§ Task details: Wherever a line in the data below holds "AppState", copy that line.

[Collected data]
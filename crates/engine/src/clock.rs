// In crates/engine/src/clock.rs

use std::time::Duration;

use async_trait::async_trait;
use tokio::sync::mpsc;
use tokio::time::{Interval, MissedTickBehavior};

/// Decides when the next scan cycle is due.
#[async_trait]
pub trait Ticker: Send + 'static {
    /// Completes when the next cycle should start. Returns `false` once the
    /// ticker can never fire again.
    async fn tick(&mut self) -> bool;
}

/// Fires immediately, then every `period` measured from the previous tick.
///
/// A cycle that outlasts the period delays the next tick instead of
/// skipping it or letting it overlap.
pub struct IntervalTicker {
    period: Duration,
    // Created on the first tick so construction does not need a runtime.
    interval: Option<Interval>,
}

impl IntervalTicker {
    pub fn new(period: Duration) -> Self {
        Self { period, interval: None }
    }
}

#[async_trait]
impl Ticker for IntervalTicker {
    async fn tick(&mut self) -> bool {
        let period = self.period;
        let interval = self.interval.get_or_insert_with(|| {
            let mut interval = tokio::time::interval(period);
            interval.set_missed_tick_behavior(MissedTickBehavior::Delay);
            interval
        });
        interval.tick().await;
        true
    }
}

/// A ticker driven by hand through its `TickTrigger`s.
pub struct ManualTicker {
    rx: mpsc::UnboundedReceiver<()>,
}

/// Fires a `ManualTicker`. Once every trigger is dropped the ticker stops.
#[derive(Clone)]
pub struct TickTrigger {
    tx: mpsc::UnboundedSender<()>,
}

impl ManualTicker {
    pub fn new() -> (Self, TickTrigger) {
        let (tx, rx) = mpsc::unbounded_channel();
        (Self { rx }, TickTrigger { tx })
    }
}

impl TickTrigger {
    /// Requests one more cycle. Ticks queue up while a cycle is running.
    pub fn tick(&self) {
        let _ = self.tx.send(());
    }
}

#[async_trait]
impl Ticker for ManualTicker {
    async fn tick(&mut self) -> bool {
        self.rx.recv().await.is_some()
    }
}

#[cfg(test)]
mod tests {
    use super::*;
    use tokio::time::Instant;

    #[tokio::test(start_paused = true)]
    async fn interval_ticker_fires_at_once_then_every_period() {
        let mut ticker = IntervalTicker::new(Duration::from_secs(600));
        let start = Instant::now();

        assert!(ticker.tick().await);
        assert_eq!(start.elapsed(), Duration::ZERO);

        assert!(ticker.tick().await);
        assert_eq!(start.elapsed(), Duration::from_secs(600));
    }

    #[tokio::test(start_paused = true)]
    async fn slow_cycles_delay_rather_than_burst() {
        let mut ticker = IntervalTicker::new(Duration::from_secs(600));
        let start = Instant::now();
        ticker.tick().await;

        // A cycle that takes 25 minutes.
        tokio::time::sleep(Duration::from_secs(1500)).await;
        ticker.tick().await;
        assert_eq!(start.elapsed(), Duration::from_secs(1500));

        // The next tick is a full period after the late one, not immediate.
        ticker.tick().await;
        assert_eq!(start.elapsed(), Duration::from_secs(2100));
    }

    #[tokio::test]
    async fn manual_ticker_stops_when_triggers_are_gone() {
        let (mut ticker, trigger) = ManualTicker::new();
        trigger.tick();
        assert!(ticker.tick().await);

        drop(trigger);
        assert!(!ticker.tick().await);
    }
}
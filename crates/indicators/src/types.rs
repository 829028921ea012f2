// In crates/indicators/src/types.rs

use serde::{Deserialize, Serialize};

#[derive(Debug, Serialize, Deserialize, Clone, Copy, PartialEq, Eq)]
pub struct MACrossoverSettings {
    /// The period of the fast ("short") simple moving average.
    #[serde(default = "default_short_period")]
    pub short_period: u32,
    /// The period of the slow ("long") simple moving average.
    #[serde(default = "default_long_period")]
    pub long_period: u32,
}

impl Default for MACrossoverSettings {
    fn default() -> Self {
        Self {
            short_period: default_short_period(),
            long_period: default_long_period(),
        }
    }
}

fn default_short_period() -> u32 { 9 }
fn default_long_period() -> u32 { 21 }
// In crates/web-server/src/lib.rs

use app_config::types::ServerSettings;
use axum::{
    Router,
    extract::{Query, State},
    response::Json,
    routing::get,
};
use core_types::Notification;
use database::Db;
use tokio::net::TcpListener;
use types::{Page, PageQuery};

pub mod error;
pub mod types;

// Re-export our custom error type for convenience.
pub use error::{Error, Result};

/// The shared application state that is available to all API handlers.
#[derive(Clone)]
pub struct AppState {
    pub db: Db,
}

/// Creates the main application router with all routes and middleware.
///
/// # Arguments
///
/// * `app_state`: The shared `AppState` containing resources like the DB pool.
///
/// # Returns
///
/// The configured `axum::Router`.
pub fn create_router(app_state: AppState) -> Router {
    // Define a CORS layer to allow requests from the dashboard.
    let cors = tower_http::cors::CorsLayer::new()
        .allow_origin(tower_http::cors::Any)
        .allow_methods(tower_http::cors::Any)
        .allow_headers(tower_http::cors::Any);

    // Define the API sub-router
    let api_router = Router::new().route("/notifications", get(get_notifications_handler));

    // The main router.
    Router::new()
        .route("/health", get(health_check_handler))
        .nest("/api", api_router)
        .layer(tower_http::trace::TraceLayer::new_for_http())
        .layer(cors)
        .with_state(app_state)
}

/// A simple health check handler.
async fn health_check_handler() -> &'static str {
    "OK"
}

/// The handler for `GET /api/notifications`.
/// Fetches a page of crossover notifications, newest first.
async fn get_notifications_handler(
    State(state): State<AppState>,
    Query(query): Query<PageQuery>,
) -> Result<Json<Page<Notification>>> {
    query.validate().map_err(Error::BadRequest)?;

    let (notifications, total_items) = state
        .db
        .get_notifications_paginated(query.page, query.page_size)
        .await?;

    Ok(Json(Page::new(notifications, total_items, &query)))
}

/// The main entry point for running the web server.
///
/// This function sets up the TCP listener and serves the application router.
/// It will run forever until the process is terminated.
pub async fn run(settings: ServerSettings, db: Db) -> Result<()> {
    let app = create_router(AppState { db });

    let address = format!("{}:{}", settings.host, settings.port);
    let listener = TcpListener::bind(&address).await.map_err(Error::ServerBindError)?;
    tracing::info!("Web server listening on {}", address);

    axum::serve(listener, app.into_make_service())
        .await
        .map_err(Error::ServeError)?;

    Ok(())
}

§ Answer to this problem:
pub struct AppState {
/// * `app_state`: The shared `AppState` containing resources like the DB pool.
pub fn create_router(app_state: AppState) -> Router {
    State(state): State<AppState>,
    let app = create_router(AppState { db });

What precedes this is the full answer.